総合商社として世界各地で農作物を扱ってきた丸紅もまた、DXに大きなチャンスを見出していた。2022年から丸紅がアメリカの子会社Columbia Grain International(CGI)とともに推進しているマッピングプロジェクトは、農業におけるDXを象徴する取り組みと言える。
本プロジェクトが標榜したのは、農作物に関する多様なデータを統合した汎用的マッピングアプリケーションの開発だ。穀物の生産においては各地に点在する「グレイン・エレベーター」と呼ばれる大規模施設に穀物が集約されて処理されるが、これまでは各エレベーターの情報が分散している状況にあったからだ。
多様なデータを地図に落とし込み可視化
そこでCGIは、穀物に関するさまざまなデータをひとつの地図上に落とし込んでいった。本プロジェクトが制作した地図に活用されるデータは、実にさまざま。米国農務省(USDA)が公開している作物の種類や生産量をまとめたデータセットや鉄道の路線データといった一般に公開されている情報はもちろんのこと、CGIが提供するエレベーターの情報や、その周囲で栽培される作物の種類、生産量、さらには競合他社の情報など、ありとあらゆるデータが地図上にマッピングされた。

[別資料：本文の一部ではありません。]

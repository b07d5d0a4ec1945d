mod domains;
mod propagation_context;

pub use domains::*;
pub use propagation_context::*;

もちろん、ただ地図上にデータを落とし込めばいいわけではない。データインフラを整備したうえで、CGIはダッシュボードの開発を行い、各エレベーターが扱う穀物の量の変化や地域の生産量に対する市場シェアなどを時系列に沿って分析できるようなツールを生み出している。

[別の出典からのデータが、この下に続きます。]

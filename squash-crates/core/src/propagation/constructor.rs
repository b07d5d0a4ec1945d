use super::Domains;
use super::LocalId;
use super::Propagator;
use super::PropagatorId;
use super::ReadDomains;
use crate::asserts::squash_assert_simple;
use crate::environment::Environment;
use crate::environment::ReversibleInteger;
use crate::environment::ReversibleSet;
use crate::environment::SetKind;
use crate::environment::UndoStrategy;
use crate::variables::DomainId;
use crate::variables::DomainStore;

/// A propagator constructor creates a fully initialized instance of a [`Propagator`].
///
/// The constructor registers the variables the propagator watches; which events wake the
/// propagator up is decided afterwards through [`Propagator::propagation_conditions`].
pub trait PropagatorConstructor {
    /// The propagator that is produced by this constructor.
    type PropagatorImpl: Propagator;

    /// Create the propagator instance from `Self`.
    fn create(self, context: PropagatorConstructorContext) -> Self::PropagatorImpl;
}

/// The reversible state allocated for one propagator.
#[derive(Clone, Debug, Default)]
pub(crate) struct OwnedState {
    pub(crate) integers: Vec<ReversibleInteger>,
    pub(crate) sets: Vec<ReversibleSet>,
}

impl OwnedState {
    /// Hands everything back to the environment. Only valid once no open world refers to it.
    pub(crate) fn release(self, environment: &mut Environment) {
        for integer in self.integers {
            environment.release_integer(integer);
        }
        for set in self.sets {
            environment.release_set(set);
        }
    }
}

/// The communication point between the solver and a propagator while it is being created.
///
/// Propagators use it to register the variables they watch, to read the current domains and to
/// allocate reversible state.
#[derive(Debug)]
pub struct PropagatorConstructorContext<'a> {
    environment: &'a mut Environment,
    domain_store: &'a DomainStore,
    pub(crate) propagator_id: PropagatorId,
    /// Shared with reborrowed contexts so every registration ends up with the engine.
    registrations: &'a mut Vec<(LocalId, DomainId)>,
    owned: &'a mut OwnedState,
    undo_strategy: UndoStrategy,
}

impl ReadDomains for PropagatorConstructorContext<'_> {
    fn environment(&self) -> &Environment {
        self.environment
    }

    fn domain_store(&self) -> &DomainStore {
        self.domain_store
    }
}

impl<'a> PropagatorConstructorContext<'a> {
    pub(crate) fn new(
        propagator_id: PropagatorId,
        environment: &'a mut Environment,
        domain_store: &'a DomainStore,
        registrations: &'a mut Vec<(LocalId, DomainId)>,
        owned: &'a mut OwnedState,
        undo_strategy: UndoStrategy,
    ) -> Self {
        PropagatorConstructorContext {
            environment,
            domain_store,
            propagator_id,
            registrations,
            owned,
            undo_strategy,
        }
    }

    /// Get domain information.
    pub fn domains(&self) -> Domains<'_> {
        Domains::new(self.environment, self.domain_store)
    }

    /// Subscribes the propagator to `var` under `local_id`.
    ///
    /// Each variable *must* have a unique [`LocalId`]; most often this is the index of the
    /// variable in the internal array of variables.
    pub fn register(&mut self, var: DomainId, local_id: LocalId) {
        squash_assert_simple!(
            self.registrations.iter().all(|&(other, _)| other != local_id),
            "local id {local_id} is registered twice"
        );
        self.registrations.push((local_id, var));
    }

    /// A [`LocalId`] which is guaranteed not to be registered yet.
    pub fn get_next_local_id(&self) -> LocalId {
        self.registrations
            .iter()
            .map(|&(local_id, _)| LocalId::from(local_id.unpack() + 1))
            .max()
            .unwrap_or(LocalId::from(0))
    }

    /// Creates reversible state for the propagator.
    pub fn new_reversible_integer(&mut self, initial_value: i64) -> ReversibleInteger {
        let integer = self.environment.new_integer(initial_value);
        self.owned.integers.push(integer);
        integer
    }

    /// Creates an empty reversible set over the universe `[offset, offset + capacity)`, restored
    /// with the undo strategy of the solver.
    pub fn new_reversible_set(
        &mut self,
        kind: SetKind,
        offset: i32,
        capacity: usize,
    ) -> ReversibleSet {
        let set = self
            .environment
            .new_set_with(kind, self.undo_strategy, offset, capacity, []);
        self.owned.sets.push(set);
        set
    }

    /// Creates a reversible set which initially contains its whole universe
    /// `[offset, offset + capacity)`.
    pub fn new_full_reversible_set(
        &mut self,
        kind: SetKind,
        offset: i32,
        capacity: usize,
    ) -> ReversibleSet {
        let set = self
            .environment
            .new_full_set(kind, self.undo_strategy, offset, capacity);
        self.owned.sets.push(set);
        set
    }

    /// Reborrow the context with a shorter lifetime. Registrations made through the reborrowed
    /// context are visible in `self`.
    pub fn reborrow(&mut self) -> PropagatorConstructorContext<'_> {
        PropagatorConstructorContext {
            environment: self.environment,
            domain_store: self.domain_store,
            propagator_id: self.propagator_id,
            registrations: self.registrations,
            owned: self.owned,
            undo_strategy: self.undo_strategy,
        }
    }
}
use crate::containers::StorageKey;

/// An identifier to a propagator instance within the solver.
///
/// The identifier of a removed propagator may be given to a propagator posted later; use a
/// [`PropagatorHandle`](crate::propagation::PropagatorHandle) to refer to one propagator for good.
#[repr(transparent)]
#[derive(Clone, Copy, Debug, Hash, PartialEq, Eq, PartialOrd, Ord)]
pub struct PropagatorId(pub(crate) u32);

impl std::fmt::Display for PropagatorId {
    fn fmt(&self, f: &mut std::fmt::Formatter<'_>) -> std::fmt::Result {
        write!(f, "p{}", self.0)
    }
}

impl StorageKey for PropagatorId {
    fn index(&self) -> usize {
        self.0 as usize
    }

    fn create_from_index(index: usize) -> Self {
        PropagatorId(index as u32)
    }
}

本システムはAzureやAWSの活用はもちろんのこと、地理情報を包括的に管理するプラットフォーム「ArcGIS」やBI(Business Intelligence)に特化したデータの視覚化ツール「Tableau」など複数のツールを組み合わせながら構築されている。こうしたツールの組み合わせにより、柔軟性を担保するとともに、カスタマイズ性も向上したという。
こうしたデータの活用によって、属人的な知識や経験が可視化され、社内での効率的な情報共有が実現する見込みだ。さらには市場シェア拡大のための新規エレベーター開発や、競合他社との比較分析、季節ごとの生産量の分析などを行うことで、事業の意思決定もよりクリアに行えるようになっていく。本プロジェクトが制作する地図とダッシュボードは、CGIの戦略的な意思決定を支援する強力なツールとなりうるだろう。
データドリブンの意思決定を加速させるために
現在このマッピングツールの開発は最終段階を迎えており、専門的な技術をもたずとも多くのスタッフがツールを利用できるよう調整が重ねられている。エレベーターのマネジメントや営業、投資戦略の策定など業務領域を問わず誰もが使えるツールを実現することでこそ、そのインパクトが最大化されるからだ。

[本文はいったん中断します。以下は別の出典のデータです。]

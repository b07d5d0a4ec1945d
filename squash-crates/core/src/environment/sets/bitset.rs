use super::universe_max;
use super::SetCursor;
use super::SetLike;
use crate::asserts::squash_assert_simple;

const WORD_SIZE: usize = u64::BITS as usize;

/// A set over the universe `[offset, offset + capacity)` stored as one bit per value.
///
/// Membership and updates are O(1); ordered queries scan words.
#[derive(Clone, Debug, PartialEq, Eq)]
pub struct BitSet {
    offset: i32,
    capacity: usize,
    words: Vec<u64>,
    len: usize,
}

impl BitSet {
    fn index_of(&self, value: i32) -> Option<usize> {
        let index = i64::from(value) - i64::from(self.offset);
        (0..self.capacity as i64)
            .contains(&index)
            .then_some(index as usize)
    }

    fn value_at(&self, index: usize) -> i32 {
        self.offset + index as i32
    }

    /// The smallest index `>= from` whose bit is set.
    fn next_set_bit(&self, from: usize) -> Option<usize> {
        if from >= self.capacity {
            return None;
        }

        let mut word_index = from / WORD_SIZE;
        let mut word = self.words[word_index] & (u64::MAX << (from % WORD_SIZE));
        loop {
            if word != 0 {
                return Some(word_index * WORD_SIZE + word.trailing_zeros() as usize);
            }
            word_index += 1;
            if word_index >= self.words.len() {
                return None;
            }
            word = self.words[word_index];
        }
    }

    /// The largest index `<= to` whose bit is set.
    fn previous_set_bit(&self, to: usize) -> Option<usize> {
        if self.capacity == 0 {
            return None;
        }

        let to = to.min(self.capacity - 1);
        let mut word_index = to / WORD_SIZE;
        let mut word = self.words[word_index] & (u64::MAX >> (WORD_SIZE - 1 - to % WORD_SIZE));
        loop {
            if word != 0 {
                return Some(word_index * WORD_SIZE + WORD_SIZE - 1 - word.leading_zeros() as usize);
            }
            if word_index == 0 {
                return None;
            }
            word_index -= 1;
            word = self.words[word_index];
        }
    }
}

impl SetLike for BitSet {
    fn new(offset: i32, capacity: usize) -> Self {
        let _ = universe_max(offset, capacity);
        BitSet {
            offset,
            capacity,
            words: vec![0; capacity.div_ceil(WORD_SIZE)],
            len: 0,
        }
    }

    fn new_full(offset: i32, capacity: usize) -> Self {
        let mut set = BitSet::new(offset, capacity);
        set.words.fill(u64::MAX);
        if capacity % WORD_SIZE != 0 {
            if let Some(last) = set.words.last_mut() {
                *last = u64::MAX >> (WORD_SIZE - capacity % WORD_SIZE);
            }
        }
        set.len = capacity;
        set
    }

    fn len(&self) -> usize {
        self.len
    }

    fn contains(&self, value: i32) -> bool {
        self.index_of(value)
            .is_some_and(|index| self.words[index / WORD_SIZE] & (1 << (index % WORD_SIZE)) != 0)
    }

    fn add(&mut self, value: i32) -> bool {
        let index = self.index_of(value);
        squash_assert_simple!(
            index.is_some(),
            "{value} is outside of the universe of the bitset"
        );
        let Some(index) = index else {
            return false;
        };

        let mask = 1 << (index % WORD_SIZE);
        let word = &mut self.words[index / WORD_SIZE];
        if *word & mask != 0 {
            return false;
        }
        *word |= mask;
        self.len += 1;
        true
    }

    fn remove(&mut self, value: i32) -> bool {
        let Some(index) = self.index_of(value) else {
            return false;
        };

        let mask = 1 << (index % WORD_SIZE);
        let word = &mut self.words[index / WORD_SIZE];
        if *word & mask == 0 {
            return false;
        }
        *word &= !mask;
        self.len -= 1;
        true
    }

    fn min(&self) -> Option<i32> {
        self.next_set_bit(0).map(|index| self.value_at(index))
    }

    fn max(&self) -> Option<i32> {
        self.previous_set_bit(self.capacity.saturating_sub(1))
            .map(|index| self.value_at(index))
    }

    fn next_value(&self, value: i32) -> Option<i32> {
        let from = i64::from(value) - i64::from(self.offset) + 1;
        if from >= self.capacity as i64 {
            return None;
        }
        self.next_set_bit(from.max(0) as usize)
            .map(|index| self.value_at(index))
    }

    fn previous_value(&self, value: i32) -> Option<i32> {
        let to = i64::from(value) - i64::from(self.offset) - 1;
        if to < 0 {
            return None;
        }
        self.previous_set_bit(to as usize)
            .map(|index| self.value_at(index))
    }

    fn cursor_next(&self, cursor: &mut SetCursor) -> Option<i32> {
        let next = match cursor.last {
            None => self.min(),
            Some(last) => self.next_value(last),
        };
        if next.is_some() {
            cursor.last = next;
        }
        next
    }

    fn cursor_removed(&self, _cursor: &mut SetCursor) {}
}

さらに今後は作物の生産量やオープンデータだけではなく、GPSの情報やロジスティクスの交通量、天候などさまざまなデータを組み込んでいくことで、穀物の生産と輸送の効率化がさらに進んでいくことも期待されている。従来扱われてきた「エレベーター周辺での栽培面積」といった静的な情報から「生産量の経年変化や競合他社の生産量」など動的な情報を扱えるようになることで、データドリブンな意思決定はさらに加速していくだろう。
本プロジェクトが取り組んだデータインフラの整備やマッピングインターフェースの開発は、穀物の生産・輸送や農業ビジネスのみならず、さまざまなデータ活用における優れたテンプレートにもなりうるだろう。総合商社のようにさまざまな資源を扱うビジネスこそ、横断的なデータ活用のインパクトは今後も高まっていくはずだ。